● Your assignment
Would you please copy the part of the material below that opens with the line containing "tag_bytes, ciphertext: ciphertext.to_vec()" and closes with the line containing "let blob = STANDARD"? Copy it exactly, and only it.

----- Data for review -----

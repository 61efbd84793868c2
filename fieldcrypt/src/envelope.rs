//! Envelope format shared by both encryption modes.
//!
//! Binary layout:
//!
//! ```text
//! [kid_len:1][kid:kid_len][nonce:12][tag:16][ciphertext:*]
//! ```
//!
//! Persisted as `prefix || base64(blob)`. The prefix identifies the mode and
//! lets callers recognise envelopes without decoding them. An empty key id
//! (`kid_len = 0`) means "the current key" at decrypt time.
//!
//! The layout is a storage format: changing it breaks decryption of
//! previously written data.

use base64::{engine::general_purpose::STANDARD, Engine as _};

use crate::error::Error;

/// AES-GCM nonce size (96 bits).
pub const NONCE_LEN: usize = 12;

/// AES-GCM authentication tag size (128 bits).
pub const TAG_LEN: usize = 16;

/// Largest key id the single length byte can describe.
pub const MAX_KID_LEN: usize = u8::MAX as usize;

/// Smallest valid blob: length byte, nonce and tag.
pub const MIN_ENVELOPE_LEN: usize = 1 + NONCE_LEN + TAG_LEN;

/// A decoded envelope.
#[derive(Debug, Clone, PartialEq, Eq)]
pub struct Envelope {
    kid: Option<String>,
    nonce: [u8; NONCE_LEN],
    tag: [u8; TAG_LEN],
    ciphertext: Vec<u8>,
}

impl Envelope {
    /// Creates an envelope. An empty `kid` is stored as "no key id".
    #[must_use]
    pub fn new(
        kid: Option<String>,
        nonce: [u8; NONCE_LEN],
        tag: [u8; TAG_LEN],
        ciphertext: Vec<u8>,
    ) -> Self {
        Self { kid: kid.filter(|id| !id.is_empty()), nonce, tag, ciphertext }
    }

    /// Returns the embedded key id, if any.
    #[must_use]
    pub fn kid(&self) -> Option<&str> {
        self.kid.as_deref()
    }

    /// Returns the nonce.
    #[must_use]
    pub const fn nonce(&self) -> &[u8; NONCE_LEN] {
        &self.nonce
    }

    /// Returns the authentication tag.
    #[must_use]
    pub const fn tag(&self) -> &[u8; TAG_LEN] {
        &self.tag
    }

    /// Returns the ciphertext.
    #[must_use]
    pub fn ciphertext(&self) -> &[u8] {
        &self.ciphertext
    }

    /// Consumes the envelope, returning the ciphertext buffer.
    #[must_use]
    pub fn into_ciphertext(self) -> Vec<u8> {
        self.ciphertext
    }

    /// Serializes the envelope to its binary layout.
    ///
    /// # Errors
    ///
    /// Returns `Error::InvalidArgument` if the key id is longer than
    /// [`MAX_KID_LEN`] bytes.
    pub fn to_bytes(&self) -> Result<Vec<u8>, Error> {
        let kid = self.kid.as_deref().unwrap_or_default().as_bytes();
        let kid_len = u8::try_from(kid.len()).map_err(|_| {
            Error::InvalidArgument(format!(
                "key id too long: {} bytes (max: {MAX_KID_LEN})",
                kid.len()
            ))
        })?;

        let mut bytes = Vec::with_capacity(MIN_ENVELOPE_LEN + kid.len() + self.ciphertext.len());
        bytes.push(kid_len);
        bytes.extend_from_slice(kid);
        bytes.extend_from_slice(&self.nonce);
        bytes.extend_from_slice(&self.tag);
        bytes.extend_from_slice(&self.ciphertext);

        Ok(bytes)
    }

    /// Deserializes an envelope from its binary layout.
    ///
    /// # Errors
    ///
    /// Returns `Error::MalformedEnvelope` if the blob is shorter than
    /// [`MIN_ENVELOPE_LEN`], if the declared key id length overruns the
    /// buffer, or if the key id is not UTF-8.
    pub fn from_bytes(data: &[u8]) -> Result<Self, Error> {
        if data.len() < MIN_ENVELOPE_LEN {
            return Err(Error::MalformedEnvelope(format!(
                "envelope too short: {} bytes (min: {MIN_ENVELOPE_LEN})",
                data.len()
            )));
        }

        let kid_len = usize::from(data[0]);
        let rest = &data[1..];
        if rest.len() < kid_len + NONCE_LEN + TAG_LEN {
            return Err(Error::MalformedEnvelope(format!(
                "declared key id length {kid_len} exceeds envelope"
            )));
        }

        let (kid, rest) = rest.split_at(kid_len);
        let (nonce, rest) = rest.split_at(NONCE_LEN);
        let (tag, ciphertext) = rest.split_at(TAG_LEN);

        let kid = if kid.is_empty() {
            None
        } else {
            Some(
                std::str::from_utf8(kid)
                    .map_err(|_| Error::MalformedEnvelope("key id is not valid UTF-8".to_string()))?
                    .to_string(),
            )
        };

        let mut nonce_bytes = [0u8; NONCE_LEN];
        nonce_bytes.copy_from_slice(nonce);
        let mut tag_bytes = [0u8; TAG_LEN];
        tag_bytes.copy_from_slice(tag);

        Ok(Self { kid, nonce: nonce_bytes, tag: tag_bytes, ciphertext: ciphertext.to_vec() })
    }
}

/// Encodes an envelope as `prefix || base64(blob)`.
///
/// # Errors
///
/// Returns an error if the envelope cannot be serialized.
pub fn armor(prefix: &str, envelope: &Envelope) -> Result<String, Error> {
    let blob = envelope.to_bytes()?;
    let mut out = String::with_capacity(prefix.len() + blob.len().div_ceil(3) * 4);
    out.push_str(prefix);
    STANDARD.encode_string(&blob, &mut out);
    Ok(out)
}

/// Decodes a `prefix || base64(blob)` string.
///
/// # Errors
///
/// - `Error::InvalidFormat` if `value` does not start with `prefix`
/// - `Error::InvalidEncoding` if the payload is not strict base64
/// - `Error::MalformedEnvelope` if the blob is not a valid envelope
pub fn unarmor(prefix: &str, value: &str) -> Result<Envelope, Error> {
    let payload = value.strip_prefix(prefix).ok_or(Error::InvalidFormat)?;
    let blob = STANDARD
        .decode(payload)
        .map_err(|e| Error::InvalidEncoding(format!("invalid base64 payload: {e}")))?;
    Envelope::from_bytes(&blob)
}

#[cfg(test)]
mod tests {
    use super::*;

    fn sample(kid: Option<&str>) -> Envelope {
        Envelope::new(kid.map(str::to_string), [1; NONCE_LEN], [2; TAG_LEN], vec![3, 4, 5])
    }

    #[test]
    fn test_layout() {
        let bytes = sample(Some("k1")).to_bytes().unwrap();
        assert_eq!(bytes[0], 2);
        assert_eq!(&bytes[1..3], b"k1");
        assert_eq!(&bytes[3..15], &[1; NONCE_LEN]);
        assert_eq!(&bytes[15..31], &[2; TAG_LEN]);
        assert_eq!(&bytes[31..], &[3, 4, 5]);
    }

    #[test]
    fn test_parse_without_kid() {
        let bytes = sample(None).to_bytes().unwrap();
        assert_eq!(bytes[0], 0);
        let parsed = Envelope::from_bytes(&bytes).unwrap();
        assert_eq!(parsed.kid(), None);
        assert_eq!(parsed.ciphertext(), &[3, 4, 5]);
    }

    #[test]
    fn test_empty_kid_is_none() {
        assert_eq!(sample(Some("")).kid(), None);
    }

    #[test]
    fn test_minimum_envelope_has_empty_ciphertext() {
        let mut bytes = vec![0u8];
        bytes.extend_from_slice(&[9; NONCE_LEN + TAG_LEN]);
        let parsed = Envelope::from_bytes(&bytes).unwrap();
        assert!(parsed.ciphertext().is_empty());
        assert_eq!(parsed.tag(), &[9; TAG_LEN]);
    }

    #[test]
    fn test_too_short() {
        let result = Envelope::from_bytes(&[0; MIN_ENVELOPE_LEN - 1]);
        assert!(matches!(result, Err(Error::MalformedEnvelope(_))));
        assert!(matches!(Envelope::from_bytes(&[]), Err(Error::MalformedEnvelope(_))));
    }

    #[test]
    fn test_kid_len_overruns_buffer() {
        let mut bytes = vec![200u8];
        bytes.extend_from_slice(&[0; MIN_ENVELOPE_LEN + 10]);
        assert!(matches!(Envelope::from_bytes(&bytes), Err(Error::MalformedEnvelope(_))));
    }

    #[test]
    fn test_non_utf8_kid() {
        let mut bytes = vec![1u8, 0xff];
        bytes.extend_from_slice(&[0; NONCE_LEN + TAG_LEN]);
        assert!(matches!(Envelope::from_bytes(&bytes), Err(Error::MalformedEnvelope(_))));
    }

    #[test]
    fn test_kid_length_limit() {
        let max = "k".repeat(MAX_KID_LEN);
        let bytes = sample(Some(max.as_str())).to_bytes().unwrap();
        assert_eq!(Envelope::from_bytes(&bytes).unwrap().kid(), Some(max.as_str()));

        let too_long = "k".repeat(MAX_KID_LEN + 1);
        assert!(matches!(sample(Some(too_long.as_str())).to_bytes(), Err(Error::InvalidArgument(_))));
    }

    #[test]
    fn test_armor_and_unarmor() {
        let envelope = sample(Some("v1"));
        let armored = armor("ENC$1$", &envelope).unwrap();
        assert!(armored.starts_with("ENC$1$"));
        assert_eq!(unarmor("ENC$1$", &armored).unwrap(), envelope);
    }

    #[test]
    fn test_unarmor_errors_are_distinct() {
        assert!(matches!(unarmor("ENC$1$", "plain text"), Err(Error::InvalidFormat)));
        assert!(matches!(unarmor("ENC$1$", "ENC$1$not base64!"), Err(Error::InvalidEncoding(_))));
        assert!(matches!(unarmor("ENC$1$", "ENC$1$AAAA"), Err(Error::MalformedEnvelope(_))));
    }
}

-----

● Solved exercise
        Ok(Self { kid, nonce: nonce_bytes, tag: tag_bytes, ciphertext: ciphertext.to_vec() })
    }
}

/// Encodes an envelope as `prefix || base64(blob)`.
///
/// # Errors
///
/// Returns an error if the envelope cannot be serialized.
pub fn armor(prefix: &str, envelope: &Envelope) -> Result<String, Error> {
    let blob = envelope.to_bytes()?;
    let mut out = String::with_capacity(prefix.len() + blob.len().div_ceil(3) * 4);
    out.push_str(prefix);
    STANDARD.encode_string(&blob, &mut out);
    Ok(out)
}

/// Decodes a `prefix || base64(blob)` string.
///
/// # Errors
///
/// - `Error::InvalidFormat` if `value` does not start with `prefix`
/// - `Error::InvalidEncoding` if the payload is not strict base64
/// - `Error::MalformedEnvelope` if the blob is not a valid envelope
pub fn unarmor(prefix: &str, value: &str) -> Result<Envelope, Error> {
    let payload = value.strip_prefix(prefix).ok_or(Error::InvalidFormat)?;
    let blob = STANDARD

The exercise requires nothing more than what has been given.